**Provided information**.
== Segment start ==

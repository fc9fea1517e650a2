use miette::Diagnostic;
use thiserror::Error;

use crate::rbac::errors::RbacError;

#[derive(Debug, Error, Diagnostic)]
pub enum GateError {
    #[error("I/O error: {0}")]
    #[diagnostic(code(routegate::io))]
    Io(#[from] std::io::Error),

    #[error("Config error: {0}")]
    #[diagnostic(code(routegate::config))]
    Config(#[from] config::ConfigError),

    #[error("Serialization error: {0}")]
    #[diagnostic(code(routegate::serde))]
    Serde(#[from] serde_json::Error),

    #[error("Database error: {0}")]
    #[diagnostic(code(routegate::db))]
    Db(#[from] sea_orm::DbErr),

    #[error(transparent)]
    #[diagnostic(transparent)]
    Rbac(#[from] RbacError),

    #[error("{0}")]
    #[diagnostic(code(routegate::other))]
    Other(String),
}
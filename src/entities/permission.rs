use sea_orm::entity::prelude::*;
use serde::{Deserialize, Serialize};

#[derive(Clone, Debug, PartialEq, Eq, DeriveEntityModel, Serialize, Deserialize)]
#[sea_orm(table_name = "permissions")]
pub struct Model {
    #[sea_orm(primary_key, auto_increment = false)]
    pub id: String,
    pub path: String,
    pub method: String, // "get" | "post" | "put" | "delete"
    pub name: Option<String>,
    pub created_at: i64,
}

#[derive(Copy, Clone, Debug, EnumIter, DeriveRelation)]
pub enum Relation {}

impl ActiveModelBehavior for ActiveModel {}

== Segment end ==

**About this task**. Please give again only the lines from the start of the material through the line holding "#[diagnostic(code(routegate::config))]", exactly as they are written.

**Answer to the problem**.
repository fc9fea1517e650a2
use miette::Diagnostic;
use thiserror::Error;

use crate::rbac::errors::RbacError;

#[derive(Debug, Error, Diagnostic)]
pub enum GateError {
    #[error("I/O error: {0}")]
    #[diagnostic(code(routegate::io))]
    Io(#[from] std::io::Error),

    #[error("Config error: {0}")]
    #[diagnostic(code(routegate::config))]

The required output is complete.